__Problem statement__: Whenever a line below mentions the word "little", that line should be copied.
=== Task inputs ===
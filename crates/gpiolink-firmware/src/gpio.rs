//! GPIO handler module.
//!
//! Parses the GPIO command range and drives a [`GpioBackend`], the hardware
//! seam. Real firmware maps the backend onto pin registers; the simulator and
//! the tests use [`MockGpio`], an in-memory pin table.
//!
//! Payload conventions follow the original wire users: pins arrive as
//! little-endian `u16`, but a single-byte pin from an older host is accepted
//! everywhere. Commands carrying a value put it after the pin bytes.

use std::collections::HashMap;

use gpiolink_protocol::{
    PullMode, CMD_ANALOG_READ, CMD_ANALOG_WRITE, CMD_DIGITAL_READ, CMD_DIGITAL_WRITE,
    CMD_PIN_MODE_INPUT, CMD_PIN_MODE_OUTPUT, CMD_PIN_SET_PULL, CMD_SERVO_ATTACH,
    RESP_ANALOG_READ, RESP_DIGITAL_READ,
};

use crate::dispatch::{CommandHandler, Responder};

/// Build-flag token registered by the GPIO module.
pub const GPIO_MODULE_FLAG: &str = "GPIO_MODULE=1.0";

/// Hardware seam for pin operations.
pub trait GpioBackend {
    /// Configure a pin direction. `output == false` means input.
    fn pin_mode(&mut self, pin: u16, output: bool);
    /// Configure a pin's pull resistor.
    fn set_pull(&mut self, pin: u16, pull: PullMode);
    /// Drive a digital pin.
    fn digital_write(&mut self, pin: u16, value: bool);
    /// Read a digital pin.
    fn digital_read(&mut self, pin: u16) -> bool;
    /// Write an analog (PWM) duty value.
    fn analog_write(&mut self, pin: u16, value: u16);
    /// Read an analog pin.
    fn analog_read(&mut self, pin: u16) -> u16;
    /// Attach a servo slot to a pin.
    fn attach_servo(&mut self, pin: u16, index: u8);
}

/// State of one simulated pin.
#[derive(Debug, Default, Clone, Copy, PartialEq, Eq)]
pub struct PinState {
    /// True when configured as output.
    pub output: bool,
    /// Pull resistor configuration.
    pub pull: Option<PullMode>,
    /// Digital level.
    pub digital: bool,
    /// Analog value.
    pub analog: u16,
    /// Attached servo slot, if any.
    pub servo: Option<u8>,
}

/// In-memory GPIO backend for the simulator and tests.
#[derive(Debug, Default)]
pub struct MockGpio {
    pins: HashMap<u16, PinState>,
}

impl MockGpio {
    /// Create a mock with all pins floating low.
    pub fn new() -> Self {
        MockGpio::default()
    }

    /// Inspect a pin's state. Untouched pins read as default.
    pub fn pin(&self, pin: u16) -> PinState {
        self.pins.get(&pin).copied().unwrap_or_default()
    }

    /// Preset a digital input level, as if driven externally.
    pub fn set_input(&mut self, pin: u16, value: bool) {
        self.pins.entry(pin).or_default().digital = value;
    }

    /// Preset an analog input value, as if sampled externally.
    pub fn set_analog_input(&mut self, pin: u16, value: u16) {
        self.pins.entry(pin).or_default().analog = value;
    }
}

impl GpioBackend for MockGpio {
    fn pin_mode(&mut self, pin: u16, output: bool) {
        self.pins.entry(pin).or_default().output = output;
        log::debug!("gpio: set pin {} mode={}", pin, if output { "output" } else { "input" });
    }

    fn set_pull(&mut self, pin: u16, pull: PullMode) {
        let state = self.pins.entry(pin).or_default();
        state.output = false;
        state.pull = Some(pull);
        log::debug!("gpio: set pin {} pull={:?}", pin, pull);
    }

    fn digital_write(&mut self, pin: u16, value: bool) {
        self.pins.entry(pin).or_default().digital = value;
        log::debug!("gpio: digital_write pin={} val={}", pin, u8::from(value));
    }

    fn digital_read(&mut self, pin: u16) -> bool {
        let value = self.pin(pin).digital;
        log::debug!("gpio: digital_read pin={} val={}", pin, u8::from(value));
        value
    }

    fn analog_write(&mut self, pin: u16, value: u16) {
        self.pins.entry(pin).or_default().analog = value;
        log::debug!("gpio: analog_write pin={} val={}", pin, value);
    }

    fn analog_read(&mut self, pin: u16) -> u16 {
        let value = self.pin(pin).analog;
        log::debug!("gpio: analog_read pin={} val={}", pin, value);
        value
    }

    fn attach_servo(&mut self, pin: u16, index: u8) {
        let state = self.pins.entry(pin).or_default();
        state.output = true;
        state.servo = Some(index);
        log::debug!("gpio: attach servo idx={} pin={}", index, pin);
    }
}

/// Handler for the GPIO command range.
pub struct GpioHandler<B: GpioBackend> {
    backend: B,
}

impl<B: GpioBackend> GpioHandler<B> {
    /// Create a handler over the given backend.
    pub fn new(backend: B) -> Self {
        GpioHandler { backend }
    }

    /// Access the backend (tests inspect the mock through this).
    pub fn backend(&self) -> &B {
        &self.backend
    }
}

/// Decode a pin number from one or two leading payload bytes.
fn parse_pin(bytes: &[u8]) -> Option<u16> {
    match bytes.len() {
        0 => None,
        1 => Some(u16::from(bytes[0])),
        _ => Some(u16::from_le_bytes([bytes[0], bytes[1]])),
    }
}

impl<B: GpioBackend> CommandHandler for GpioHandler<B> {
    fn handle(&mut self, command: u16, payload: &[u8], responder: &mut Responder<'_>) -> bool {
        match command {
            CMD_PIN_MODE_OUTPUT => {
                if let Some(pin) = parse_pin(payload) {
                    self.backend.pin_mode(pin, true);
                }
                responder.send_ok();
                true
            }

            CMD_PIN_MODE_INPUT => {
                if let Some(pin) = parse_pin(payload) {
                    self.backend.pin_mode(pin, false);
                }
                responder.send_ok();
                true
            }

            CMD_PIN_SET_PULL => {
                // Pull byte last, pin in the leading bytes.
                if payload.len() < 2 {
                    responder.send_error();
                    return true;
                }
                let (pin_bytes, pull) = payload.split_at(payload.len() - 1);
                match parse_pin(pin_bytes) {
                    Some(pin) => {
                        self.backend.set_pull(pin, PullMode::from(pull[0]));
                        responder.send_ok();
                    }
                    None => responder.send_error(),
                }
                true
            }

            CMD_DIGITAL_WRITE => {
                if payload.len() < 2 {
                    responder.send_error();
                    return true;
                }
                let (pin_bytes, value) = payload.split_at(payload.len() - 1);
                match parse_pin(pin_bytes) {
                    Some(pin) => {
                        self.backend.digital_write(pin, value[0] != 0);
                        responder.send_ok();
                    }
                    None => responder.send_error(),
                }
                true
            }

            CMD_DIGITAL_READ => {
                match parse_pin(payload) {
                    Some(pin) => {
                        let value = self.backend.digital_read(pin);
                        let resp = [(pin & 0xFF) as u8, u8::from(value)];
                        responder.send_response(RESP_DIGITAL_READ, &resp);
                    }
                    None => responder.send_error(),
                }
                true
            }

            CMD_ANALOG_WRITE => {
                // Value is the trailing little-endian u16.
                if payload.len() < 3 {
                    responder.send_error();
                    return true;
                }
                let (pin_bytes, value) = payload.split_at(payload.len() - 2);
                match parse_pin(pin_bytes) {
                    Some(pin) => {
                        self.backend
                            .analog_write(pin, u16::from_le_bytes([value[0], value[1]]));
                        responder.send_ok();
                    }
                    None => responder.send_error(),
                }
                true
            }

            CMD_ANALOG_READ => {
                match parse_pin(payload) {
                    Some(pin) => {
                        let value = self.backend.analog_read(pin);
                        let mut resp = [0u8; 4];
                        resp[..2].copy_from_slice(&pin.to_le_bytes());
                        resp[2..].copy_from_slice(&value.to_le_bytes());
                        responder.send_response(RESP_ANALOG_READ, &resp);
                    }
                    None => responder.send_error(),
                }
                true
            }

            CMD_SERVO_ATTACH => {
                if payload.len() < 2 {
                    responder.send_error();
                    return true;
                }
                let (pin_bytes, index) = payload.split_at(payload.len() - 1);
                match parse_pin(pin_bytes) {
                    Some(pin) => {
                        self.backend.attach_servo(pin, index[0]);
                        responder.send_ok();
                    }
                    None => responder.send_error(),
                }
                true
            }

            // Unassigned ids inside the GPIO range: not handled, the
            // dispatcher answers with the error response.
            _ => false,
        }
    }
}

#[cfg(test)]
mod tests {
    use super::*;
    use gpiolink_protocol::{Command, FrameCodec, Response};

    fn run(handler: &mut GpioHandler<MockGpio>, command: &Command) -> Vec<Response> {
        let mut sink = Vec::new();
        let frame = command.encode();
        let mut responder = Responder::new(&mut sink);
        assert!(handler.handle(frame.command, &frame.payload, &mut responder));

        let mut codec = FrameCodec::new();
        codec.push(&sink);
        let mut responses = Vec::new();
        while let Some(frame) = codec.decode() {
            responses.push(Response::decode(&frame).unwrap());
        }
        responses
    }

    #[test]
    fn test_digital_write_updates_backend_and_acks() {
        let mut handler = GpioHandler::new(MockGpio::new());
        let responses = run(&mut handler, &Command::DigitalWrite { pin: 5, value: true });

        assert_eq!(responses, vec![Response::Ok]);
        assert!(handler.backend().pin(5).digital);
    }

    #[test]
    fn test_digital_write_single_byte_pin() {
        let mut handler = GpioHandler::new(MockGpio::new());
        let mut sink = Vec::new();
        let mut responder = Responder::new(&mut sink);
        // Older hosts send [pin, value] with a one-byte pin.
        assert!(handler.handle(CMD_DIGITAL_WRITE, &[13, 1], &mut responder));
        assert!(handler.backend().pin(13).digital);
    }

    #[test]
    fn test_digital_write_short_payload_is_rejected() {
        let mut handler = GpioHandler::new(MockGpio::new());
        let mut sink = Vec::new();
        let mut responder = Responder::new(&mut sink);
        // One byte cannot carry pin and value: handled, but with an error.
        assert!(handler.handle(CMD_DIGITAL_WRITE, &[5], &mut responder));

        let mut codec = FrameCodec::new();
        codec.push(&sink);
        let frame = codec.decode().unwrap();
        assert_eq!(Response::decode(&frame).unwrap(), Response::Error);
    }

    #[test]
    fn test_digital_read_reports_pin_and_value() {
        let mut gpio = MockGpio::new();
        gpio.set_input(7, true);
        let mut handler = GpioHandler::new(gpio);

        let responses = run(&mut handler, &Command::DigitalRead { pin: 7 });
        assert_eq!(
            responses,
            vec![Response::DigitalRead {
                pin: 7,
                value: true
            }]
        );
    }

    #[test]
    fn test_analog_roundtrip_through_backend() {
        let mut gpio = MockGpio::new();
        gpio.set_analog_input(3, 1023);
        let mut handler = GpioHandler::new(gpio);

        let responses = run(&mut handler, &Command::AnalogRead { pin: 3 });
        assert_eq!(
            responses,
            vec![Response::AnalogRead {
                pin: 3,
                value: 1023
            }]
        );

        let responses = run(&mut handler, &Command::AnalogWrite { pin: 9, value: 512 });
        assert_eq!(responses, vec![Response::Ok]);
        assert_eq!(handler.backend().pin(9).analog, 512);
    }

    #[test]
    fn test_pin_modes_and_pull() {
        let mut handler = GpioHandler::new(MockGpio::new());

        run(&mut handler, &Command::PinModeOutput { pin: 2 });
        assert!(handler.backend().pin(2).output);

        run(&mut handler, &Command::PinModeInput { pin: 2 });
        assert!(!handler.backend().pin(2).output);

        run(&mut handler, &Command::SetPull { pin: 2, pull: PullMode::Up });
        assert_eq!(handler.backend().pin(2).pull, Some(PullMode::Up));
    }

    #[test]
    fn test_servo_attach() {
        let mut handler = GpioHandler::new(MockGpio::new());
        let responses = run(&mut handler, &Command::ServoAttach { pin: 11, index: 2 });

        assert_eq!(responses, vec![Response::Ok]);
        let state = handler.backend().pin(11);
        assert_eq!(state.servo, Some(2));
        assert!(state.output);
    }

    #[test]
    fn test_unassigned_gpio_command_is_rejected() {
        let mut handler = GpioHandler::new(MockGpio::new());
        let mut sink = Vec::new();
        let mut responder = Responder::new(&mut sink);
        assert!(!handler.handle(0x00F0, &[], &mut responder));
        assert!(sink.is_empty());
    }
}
===
__Solution to this problem__:
//! little-endian `u16`, but a single-byte pin from an older host is accepted
                // Value is the trailing little-endian u16.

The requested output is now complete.